En una entrevista a Pitchfork, Santi White aka Santigold (antes conocida como Santogold), decía que fue ella quien le descubrió «Pon the Floor» a Beyoncé. Contaba que Esta se quedó medio loca del higo cuando escuchó la canción de Major Lazer, que ya se sabe que es el proyecto a pachas entre Diplo y Switch. Continuaba Santigold explicando que un día llamó a Switch en plan «Hey yo, ¿mañana nos ponemos a grabar mi album the una fucking time o qué?» y que el productor le dijo que mañana y pasado le venía mal porque estaba metido en el estudio produciendo precisamente a Beyoncé, que incluyó un sample de esta canción (en la enorme y rupturista «Girls Run the World«) y que lo fichó para que le produjera su marciano último disco, «4» (Columbia, 2011). Es fácil imaginar el careto que se le quedaría a la buena de Santigold después de esto: ella y no otra había sido la que había abierto la puerta definitiva para que el cerdeo terrorista de Major Lazer retozara sin miramientos y sin condón con el R&B mainstream de Beyoncé en el que fue uno de los affaires más desaprovechados de la historia (otro gallo le hubiera cantado a la mujer de Jay-Z si en lugar de tanta balada ochentosa le hubiera dado más a la gasolina). Este y otros motivos (bloqueo mental, cansancio de una gira de más de dos años, hartazgo de una industria en permanente cambio y muy dada a encumbrar con la misma velocidad que devora…) fueron las razones por las que Santigold ha tardado nada menos que cuatro años en entregar su esperadísimo segundo disco, «Master of My Make-Belive» (Atlantic / Downtown, 2012), que tiene de continuación de «Santogold» (Atlantic, 2008) mucho más que su lugar en el tiempo y en la carrera de la artista.

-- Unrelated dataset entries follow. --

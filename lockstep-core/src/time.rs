//! Time provider abstraction.
//!
//! Connection retries sleep through this trait rather than calling Tokio
//! directly, so a test harness can substitute its own clock.

use async_trait::async_trait;
use std::future::Future;
use std::time::Duration;
use thiserror::Error;

/// Errors that can occur during time operations.
#[derive(Debug, Clone, PartialEq, Eq, Error)]
pub enum TimeError {
    /// The operation timed out.
    #[error("operation timed out")]
    Elapsed,
}

/// Provider trait for time operations.
#[async_trait(?Send)]
pub trait TimeProvider: Clone {
    /// Sleep for the specified duration.
    async fn sleep(&self, duration: Duration);

    /// Time elapsed since the provider was created.
    fn now(&self) -> Duration;

    /// Run `future` with a deadline.
    ///
    /// Returns `Err(TimeError::Elapsed)` if it does not complete in time.
    async fn timeout<F, T>(&self, duration: Duration, future: F) -> Result<T, TimeError>
    where
        F: Future<Output = T>;
}

/// Wall-clock time provider backed by `tokio::time`.
#[derive(Debug, Clone)]
pub struct TokioTimeProvider {
    start_time: tokio::time::Instant,
}

impl TokioTimeProvider {
    /// Create a new Tokio time provider.
    pub fn new() -> Self {
        Self {
            start_time: tokio::time::Instant::now(),
        }
    }
}

impl Default for TokioTimeProvider {
    fn default() -> Self {
        Self::new()
    }
}

#[async_trait(?Send)]
impl TimeProvider for TokioTimeProvider {
    async fn sleep(&self, duration: Duration) {
        tokio::time::sleep(duration).await;
    }

    fn now(&self) -> Duration {
        self.start_time.elapsed()
    }

    async fn timeout<F, T>(&self, duration: Duration, future: F) -> Result<T, TimeError>
    where
        F: Future<Output = T>,
    {
        tokio::time::timeout(duration, future)
            .await
            .map_err(|_| TimeError::Elapsed)
    }
}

Porque «Master of My Make-Believe» es, por encima de todas las cosas, un disco continuista, y los que esperaban que la de «L.E.S Artistes» apareciera de entre la neblina con un disco original y novedoso, se van a llevar una buena decepción. Pero, viendo la jugada con la que se estrenó Santigold, tampoco debería sorprender. Con su primer álbum, White no descubría ni la rueda ni la imprenta, pero sí ponía al servicio de sus propias canciones todo lo que había aprendido escribiendo para artistas mega-comerciales como Ashlee Simpson y Christina Aguilera. Su alter-ego artístico le permitía poner en evidencia esa industria musical que critica y que le da de comer, así como ponerle nombre propio a unos temas resultones que, a día de hoy, todavía respiran como buenas piezas de patchpop que combinaban la música negra y la más blanca sin sonrojo y con descaro. El segundo álbum hace, más o menos, lo mismo: repite fórmula, repite intenciones… y repite resultado.

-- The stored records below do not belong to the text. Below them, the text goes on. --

impl VerseAudioSynchronizer {
    pub fn new(repeat_mode: RepeatMode, auto_advance_delay_ms: u32) -> VerseAudioSynchronizer {
        VerseAudioSynchronizer {
            state: PlayerState::Idle,
            cursor: PlaybackCursor {
                surah: 0,
                verse_index: 0,
                word_index: None,
                position_ms: 0,
                repeat_mode,
                is_playing: false,
            },
            table: None,
            generation: 0,
            auto_advance_delay_ms,
        }
    }

    pub fn state(&self) -> &PlayerState {
        &self.state
    }

    pub fn cursor(&self) -> &PlaybackCursor {
        &self.cursor
    }

    /// The single serialized entry point: apply one tick or command and
    /// return the events it produced.
    pub fn handle(&mut self, input: SyncInput) -> Vec<SyncEvent> {
        match input {
            SyncInput::Tick(position_ms) => self.tick(position_ms),
            SyncInput::Command(command) => self.command(command),
        }
    }

    fn command(&mut self, command: SyncCommand) -> Vec<SyncEvent> {
        match command {
            SyncCommand::Play { surah } => self.start_load(surah, 0),
            SyncCommand::Pause => {
                if self.state == PlayerState::Playing {
                    self.cursor.is_playing = false;
                    self.set_state(PlayerState::Paused)
                } else {
                    Vec::new()
                }
            }
            SyncCommand::Resume => {
                if self.state == PlayerState::Paused {
                    // Cursor resumes from the same frozen position
                    self.cursor.is_playing = true;
                    self.set_state(PlayerState::Playing)
                } else {
                    Vec::new()
                }
            }
            SyncCommand::Seek { position_ms } => self.seek(position_ms),
            SyncCommand::SkipToNextVerse => self.skip_to_next(),
            SyncCommand::SkipToPreviousVerse => self.skip_to_previous(),
            SyncCommand::SetRepeatMode(mode) => {
                self.cursor.repeat_mode = mode;
                Vec::new()
            }
            SyncCommand::Stop => {
                self.cursor.is_playing = false;
                self.set_state(PlayerState::Idle)
            }
            SyncCommand::BufferingStarted => {
                if self.state == PlayerState::Playing {
                    self.set_state(PlayerState::Buffering)
                } else {
                    Vec::new()
                }
            }
            SyncCommand::BufferingEnded => {
                if self.state == PlayerState::Buffering {
                    self.set_state(PlayerState::Playing)
                } else {
                    Vec::new()
                }
            }
            SyncCommand::StreamFailed { message } => {
                warn!("stream failure: {message}");
                self.cursor.is_playing = false;
                self.set_state(PlayerState::Error { message })
            }
            SyncCommand::LoadCompleted { generation, result } => {
                self.load_completed(generation, result)
            }
        }
    }

    /// Begin loading a surah's timing table under a fresh generation.
    fn start_load(&mut self, surah: u16, delay_ms: u32) -> Vec<SyncEvent> {
        self.generation += 1;
        self.table = None;
        self.cursor.surah = surah;
        self.cursor.verse_index = 0;
        self.cursor.word_index = None;
        self.cursor.position_ms = 0;
        self.cursor.is_playing = false;

        let mut events = self.set_state(PlayerState::Loading {
            surah,
            generation: self.generation,
        });
        events.push(SyncEvent::LoadRequested {
            surah,
            generation: self.generation,
            delay_ms,
        });
        events
    }

    fn load_completed(
        &mut self,
        generation: u64,
        result: Result<Arc<TimingTable>, TimingError>,
    ) -> Vec<SyncEvent> {
        if generation != self.generation {
            // A newer play request superseded this load
            debug!(
                "discarding stale load completion (gen {generation}, current {})",
                self.generation
            );
            return Vec::new();
        }
        let surah = match &self.state {
            PlayerState::Loading { surah, .. } => *surah,
            _ => return Vec::new(),
        };

        match result {
            Ok(table) => {
                self.table = Some(table);
                self.cursor.is_playing = true;
                self.set_state(PlayerState::Playing)
            }
            Err(TimingError::Unavailable { .. }) => {
                // Degraded but non-fatal: audio plays, no word highlighting
                warn!("no timing data for surah {surah}; playing without word sync");
                self.table = None;
                self.cursor.is_playing = true;
                let mut events = self.set_state(PlayerState::Playing);
                events.push(SyncEvent::PlaybackDegraded { surah });
                events
            }
            Err(e) => {
                // Retryable; playback itself may still proceed unhighlighted
                warn!("timing data load failed for surah {surah}: {e}");
                self.table = None;
                self.cursor.is_playing = true;
                let mut events = self.set_state(PlayerState::Playing);
                events.push(SyncEvent::LoadFailed {
                    surah,
                    message: e.to_string(),
                });
                events
            }
        }
    }

    /// Clock tick. Ignored outside `Playing`: a paused or buffering cursor
    /// does not advance.
    fn tick(&mut self, position_ms: u32) -> Vec<SyncEvent> {
        if self.state != PlayerState::Playing {
            return Vec::new();
        }
        self.cursor.position_ms = position_ms;

        let Some(table) = self.table.clone() else {
            return Vec::new(); // degraded mode: time-based progress only
        };
        let verses = table.surah_verses(self.cursor.surah);
        if verses.is_empty() {
            return Vec::new();
        }

        let mut events = Vec::new();

        // Advance past as many verse boundaries as the position crossed
        // since the last tick (a slow tick cadence can skip short verses)
        while position_ms > verses[self.cursor.verse_index].end_ms {
            // Verse repeat replays the current verse at every verse end;
            // only an explicit skip command moves past it
            if self.cursor.repeat_mode == RepeatMode::Verse {
                events.extend(self.rewind_to_verse(&verses, self.cursor.verse_index));
                return events;
            }
            if self.cursor.verse_index + 1 < verses.len() {
                self.cursor.verse_index += 1;
                self.cursor.word_index = None;
                events.push(SyncEvent::VerseChanged {
                    verse_index: self.cursor.verse_index,
                });
            } else {
                events.extend(self.surah_end(&verses));
                return events;
            }
        }

        self.resolve_word(verses[self.cursor.verse_index], position_ms, &mut events);
        events
    }

    /// Update `word_index` from the position, holding the previous word
    /// across gaps in the timing data, and emit a change event only when
    /// the index actually moves.
    fn resolve_word(
        &mut self,
        verse: &VerseTiming,
        position_ms: u32,
        events: &mut Vec<SyncEvent>,
    ) {
        let Some(word) = verse.word_at(position_ms) else {
            return; // gap or verse-level-only data: hold the previous index
        };
        if self.cursor.word_index != Some(word) {
            self.cursor.word_index = Some(word);
            events.push(SyncEvent::WordChanged {
                verse_index: self.cursor.verse_index,
                word_index: word,
            });
        }
    }

    /// Repeat-mode policy at the end of the surah's last verse.
    fn surah_end(&mut self, verses: &[&VerseTiming]) -> Vec<SyncEvent> {
        match self.cursor.repeat_mode {
            RepeatMode::Off => {
                let surah = self.cursor.surah;
                self.cursor.is_playing = false;
                let mut events = self.set_state(PlayerState::Idle);
                events.push(SyncEvent::SurahFinished { surah });
                events
            }
            RepeatMode::Verse => self.rewind_to_verse(verses, self.cursor.verse_index),
            RepeatMode::Surah => self.rewind_to_verse(verses, 0),
            RepeatMode::Continuous => {
                let surah = self.cursor.surah;
                if surah >= LAST_SURAH {
                    self.cursor.is_playing = false;
                    let mut events = self.set_state(PlayerState::Idle);
                    events.push(SyncEvent::SurahFinished { surah });
                    events
                } else {
                    let mut events = vec![SyncEvent::SurahFinished { surah }];
                    events.extend(self.start_load(surah + 1, self.auto_advance_delay_ms));
                    events
                }
            }
        }
    }

    /// Rewind the cursor to the start of a verse and ask the player to
    /// follow.
    fn rewind_to_verse(&mut self, verses: &[&VerseTiming], verse_index: usize) -> Vec<SyncEvent> {
        let mut events = Vec::new();
        let target = verses[verse_index];

        if self.cursor.verse_index != verse_index {
            self.cursor.verse_index = verse_index;
            events.push(SyncEvent::VerseChanged { verse_index });
        }
        self.cursor.position_ms = target.start_ms;
        events.push(SyncEvent::SeekRequired {
            position_ms: target.start_ms,
        });
        self.cursor.word_index = None;
        self.resolve_word(target, target.start_ms, &mut events);
        events
    }

    /// User seek: re-resolve the verse from scratch — the target may be far
    /// outside the currently tracked verse, so the stale index is never
    /// trusted.
    fn seek(&mut self, position_ms: u32) -> Vec<SyncEvent> {
        if !matches!(
            self.state,
            PlayerState::Playing | PlayerState::Paused | PlayerState::Buffering
        ) {
            return Vec::new();
        }
        self.cursor.position_ms = position_ms;

        let Some(table) = self.table.clone() else {
            return Vec::new();
        };
        let verses = table.surah_verses(self.cursor.surah);
        if verses.is_empty() {
            return Vec::new();
        }

        let mut events = Vec::new();

        // Last verse starting at or before the target; positions before the
        // first verse resolve to it
        let verse_index = verses
            .partition_point(|v| v.start_ms <= position_ms)
            .saturating_sub(1);
        if self.cursor.verse_index != verse_index {
            self.cursor.verse_index = verse_index;
            events.push(SyncEvent::VerseChanged { verse_index });
        }

        let verse = verses[verse_index];
        // A seek always re-resolves the word: inside a segment use it,
        // ahead of the first segment snap to word 0
        let word = verse
            .word_at(position_ms)
            .or_else(|| (verse.word_accurate && position_ms <= verse.start_ms).then_some(0));
        if word.is_some() && self.cursor.word_index != word {
            self.cursor.word_index = word;
            events.push(SyncEvent::WordChanged {
                verse_index,
                word_index: word.expect("checked is_some above"),
            });
        } else if word.is_none() {
            self.cursor.word_index = None;
        }
        events
    }

    fn skip_to_next(&mut self) -> Vec<SyncEvent> {
        if !matches!(self.state, PlayerState::Playing | PlayerState::Paused) {
            return Vec::new();
        }
        let Some(table) = self.table.clone() else {
            return Vec::new();
        };
        let verses = table.surah_verses(self.cursor.surah);
        if verses.is_empty() {
            return Vec::new();
        }
        if self.cursor.verse_index + 1 < verses.len() {
            self.rewind_to_verse(&verses, self.cursor.verse_index + 1)
        } else {
            // Skipping past the last verse follows the same policy as
            // reaching it naturally
            self.surah_end(&verses)
        }
    }

    fn skip_to_previous(&mut self) -> Vec<SyncEvent> {
        if !matches!(self.state, PlayerState::Playing | PlayerState::Paused) {
            return Vec::new();
        }
        if self.cursor.verse_index == 0 {
            return Vec::new();
        }
        let Some(table) = self.table.clone() else {
            return Vec::new();
        };
        let verses = table.surah_verses(self.cursor.surah);
        if verses.is_empty() {
            return Vec::new();
        }
        self.rewind_to_verse(&verses, self.cursor.verse_index - 1)
    }

    fn set_state(&mut self, state: PlayerState) -> Vec<SyncEvent> {
        if self.state == state {
            return Vec::new();
        }
        debug!("player state {:?} -> {:?}", self.state, state);
        self.state = state.clone();
        vec![SyncEvent::StateChanged(state)]
    }
}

En conjunto, «Master of My Make Believe» es un disco sereno, combativo desde las letras que, a diferencia de lo que hace M.I.A. -que siempre parece estar en permanente huída hacia adelante con actitud y canciones terroristas-, mira más hacia el pasado y construye su discurso con un collage de ese pop que tan bien domina y que está profundamente marcado por un viaje a Jamaica que Santi hizo con sus compañeros de fechorías, Diplo y Switch. Y esto es fácil verlo en el dancehall robótico de «Freak Like Me» (nada que ver con la canción de las Sugababes) o en el uptempo fardoncete de «Big Mouth«, rarísimo primer single. Los sonidos isleños están por todo el disco, y ahí es donde se ve bien gorda la mano de Switch. Pero en la producción de este disco ha habido más gente (como buena manta de patchwork los parches que la componen casi no tienen fin) y, por ejemplo, también cuenta con Nick Zinner de los Yeah Yeah Yeahs, de cuyo sonido también está preñado hasta la última nota de este disco. No solo eso, en «Go!» (descerebrada y esquizoide apertura que tiene lo mismo de tribalismo como de rock hipster) canta la mismísima Karen O (aunque Karen nunca canta: siempre se corre viva), con la que Santi se mimetiza hasa el punto de que llega un momento en el que no sabes si frasea la una o la otra. Da igual: rebozo boller al máximo y fantasía prohibida hasta el límite. Pero la mano de los Yeahs también se deja ver en las relajadas «Disparate Youth» o «The Riot´s Gone«, dos baladas new-waveras que nadie se podría imaginar ni de coña en ningún disco de M.I.A. Y es que, gracias a este álbum, puede que las comparaciones con la Arulpagasam lleguen a su fin, porque está claro que ambas han escogido una senda estética muy diferente, aunque en esencia sus canciones hablen de lo mismo. Mientras la de Sri-Lanka sigue en una búsqueda sin fin de la canción más esquizoide, marcando el camino lo quieran o no, de las que vienen detrás, pero a veces perdiéndose ella sola entre tanta raruneza, tanta escopeta y tanto sampler de caja registradora y niños vociferando, Santi se acomoda en un sonido menos beligerante pero igual de fuerte: ojo a «The Keepers» y «This Isn´t Our Parade» porque, una vez escuchadas, es prácticamente imposible deshacerse de ellas mentalmente. Que ya se sabe (y Santigold lo demuestra con su segundo disco) que, a veces, no hace daño quien quiere, sino quien puede.